Il faudrait un plus grand nombre d’observations que je n’en ai pour établir des classes et des genres entre ces êtres si singuliers et jusqu’à présent si peu connus ; il y en a qu’on pourrait regarder comme de vrais zoophytes qui végètent, et qui en même temps paraissent se tortiller, et qui meuvent quelques-unes de leurs parties comme les animaux les remuent ; il y en a qui paraissent d’abord être des animaux et qui se joignent ensuite pour former des espèces de végétaux : qu’on suive seulement avec un peu d’attention la décomposition d’un grain de froment dans l’eau, on y verra une partie de ce que je viens de dire. Je pourrais joindre d’autres exemples à ceux-ci, mais je ne les ai rapportés que pour faire remarquer la variété qui se trouve dans la génération prise généralement ; il y a certainement des êtres organisés que nous regardons comme des animaux, et qui cependant ne sont pas engendrés par des animaux de même espèce qu’eux, il y en a qui sont des espèces de machines ; il y a de ces machines dont l’action est limitée à un certain effet, et qui ne peuvent agir qu’une fois et pendant un certain temps, comme les vaisseaux laiteux du calmar ; il y en a d’autres qu’on peut faire agir aussi longtemps et aussi souvent qu’on le veut, comme celles du blé ergoté ; il y a des êtres végétaux qui produisent des corps animés, comme les filaments de la semence humaine, d’où sortent des globules actifs et qui se meuvent par leurs propres forces. Il y a dans la classe de ces êtres organisés qui ne sont produits que par la corruption, la fermentation, ou plutôt la décomposition des substances animales ou végétales ; il y a, dis-je, dans cette classe des corps organisés qui sont de vrais animaux qui peuvent produire leurs semblables, quoiqu’ils n’aient pas été produits eux-mêmes de cette façon. Les limites de ces variétés sont peut-être encore plus grandes que nous ne pouvons l’imaginer ; nous avons beau généraliser nos idées et faire des efforts pour réduire les effets de la nature à de certains points et ses productions à de certaines classes, il nous échappera toujours une infinité de nuances et même de degrés qui cependant existent dans l’ordre naturel des choses.


Notes de Buffon
  1. Le chancelier Bacon. Voyez son Traité de la Vie et de la Mort.
  2. Voyez Leeuwenhoek, t. IV, p. 91 et 92.
  3. Mémoires de l’Académie, année 1727, p. 32.
Notes de l’éditeur
  1. Buffon envisage la mort naturelle comme la conséquence d’une sorte d’augmentation de dureté des organes et des tissus, dureté qui serait due à l’accumulation de principes inorganiques.

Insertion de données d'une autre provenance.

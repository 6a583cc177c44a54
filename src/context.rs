//! Per-request handler context.
//!
//! One [`CallContext`] is created per inbound request and shared by
//! reference (an `Arc`) through the whole middleware chain, so a mutation
//! made by one link is visible to every link after it. The mutable parts
//! (`props` and `input`) sit behind a mutex with short, await-free critical
//! sections.
//!
//! `input` starts as the raw JSON value read from the request body and is
//! replaced with the operation's typed value once the deserializer has run.
//! Generic middleware sees the typed value through the [`std::any::Any`]
//! erasure; typed middleware gets a concrete [`TypedContext`] view built by
//! the bridge in `server::middleware`.

use crate::catalog::OperationId;
use serde_json::{Map as JsonMap, Value};
use std::any::Any;
use std::sync::Mutex;
use tokio_util::sync::CancellationToken;

enum InputSlot {
    /// Raw JSON from the request body, before the deserializer ran.
    Raw(Value),
    /// The operation's typed input.
    Typed(Box<dyn Any + Send>),
}

struct CtxState {
    props: JsonMap<String, Value>,
    input: InputSlot,
}

/// Mutable per-request state threaded through middleware chains.
pub struct CallContext {
    op: OperationId,
    cancel: CancellationToken,
    state: Mutex<CtxState>,
}

impl CallContext {
    pub fn new(
        op: OperationId,
        props: JsonMap<String, Value>,
        raw_input: Value,
        cancel: CancellationToken,
    ) -> Self {
        Self {
            op,
            cancel,
            state: Mutex::new(CtxState {
                props,
                input: InputSlot::Raw(raw_input),
            }),
        }
    }

    /// Identity of the operation being dispatched.
    pub fn op(&self) -> &OperationId {
        &self.op
    }

    /// Token cancelled when the caller disconnects or the request is aborted.
    pub fn cancel_token(&self) -> &CancellationToken {
        &self.cancel
    }

    /// Snapshot of the props map.
    pub fn props(&self) -> JsonMap<String, Value> {
        self.lock().props.clone()
    }

    /// Replace the whole props map.
    pub fn set_props(&self, props: JsonMap<String, Value>) {
        self.lock().props = props;
    }

    /// One prop by key.
    pub fn prop(&self, key: &str) -> Option<Value> {
        self.lock().props.get(key).cloned()
    }

    /// Insert or replace one prop.
    pub fn set_prop(&self, key: impl Into<String>, value: Value) {
        self.lock().props.insert(key.into(), value);
    }

    /// The raw JSON input, if the deserializer has not replaced it yet.
    pub fn raw_input(&self) -> Option<Value> {
        match &self.lock().input {
            InputSlot::Raw(v) => Some(v.clone()),
            InputSlot::Typed(_) => None,
        }
    }

    /// The typed input, if it has been set and `T` matches.
    pub fn typed_input<T: Any + Clone>(&self) -> Option<T> {
        match &self.lock().input {
            InputSlot::Typed(b) => b.downcast_ref::<T>().cloned(),
            InputSlot::Raw(_) => None,
        }
    }

    /// Store the operation's typed input, replacing whatever was there.
    pub fn set_typed_input<T: Any + Send>(&self, input: T) {
        self.lock().input = InputSlot::Typed(Box::new(input));
    }

    /// Store an already-boxed typed input (the deserializer's output).
    pub(crate) fn set_input_box(&self, input: Box<dyn Any + Send>) {
        self.lock().input = InputSlot::Typed(input);
    }

    /// Replace the input with a raw JSON value.
    pub fn set_raw_input(&self, input: Value) {
        self.lock().input = InputSlot::Raw(input);
    }

    fn lock(&self) -> std::sync::MutexGuard<'_, CtxState> {
        self.state.lock().unwrap_or_else(|e| e.into_inner())
    }
}

impl std::fmt::Debug for CallContext {
    fn fmt(&self, f: &mut std::fmt::Formatter<'_>) -> std::fmt::Result {
        f.debug_struct("CallContext")
            .field("op", &self.op)
            .field("cancelled", &self.cancel.is_cancelled())
            .finish()
    }
}

/// Concrete view of a [`CallContext`] for typed middleware and handlers.
///
/// The bridge copies `props` and `input` back into the erased context on
/// every call to the typed `next`, so generic middleware outside the typed
/// chain observes the mutations.
#[derive(Debug, Clone)]
pub struct TypedContext<I> {
    pub op: OperationId,
    pub cancel: CancellationToken,
    pub props: JsonMap<String, Value>,
    pub input: I,
}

Cette opinion a été admise, depuis son époque, par plus d’un naturaliste.
  2. Les pucerons jouissent de deux modes distincts de reproduction : l’un sexuel, l’autre asexuel. À l’automne les mâles et les femelles s’accouplent, puis les femelles pondent des œufs qui restent en repos jusqu’au printemps suivant. Les pucerons qui sortent de ces œufs produisent, sans aucune fécondation, d’autres pucerons qui jouissent de la même propriété ; il peut se succéder ainsi, pendant l’été, sept, huit et même dix ou douze générations sans sexes, se reproduisant par une sorte de bourgeonnement interne. Puis survient à l’automne une génération composée de mâles et de femelles qui s’accouplent et dont les œufs passent l’hiver.
  3. Cette Histoire des insectes annoncée par Buffon n’a jamais été publiée.
  4. C’est un état particulier d’un Champignon.
  5. C’est une erreur ; les anguillules de la colle ne naissent pas spontanément.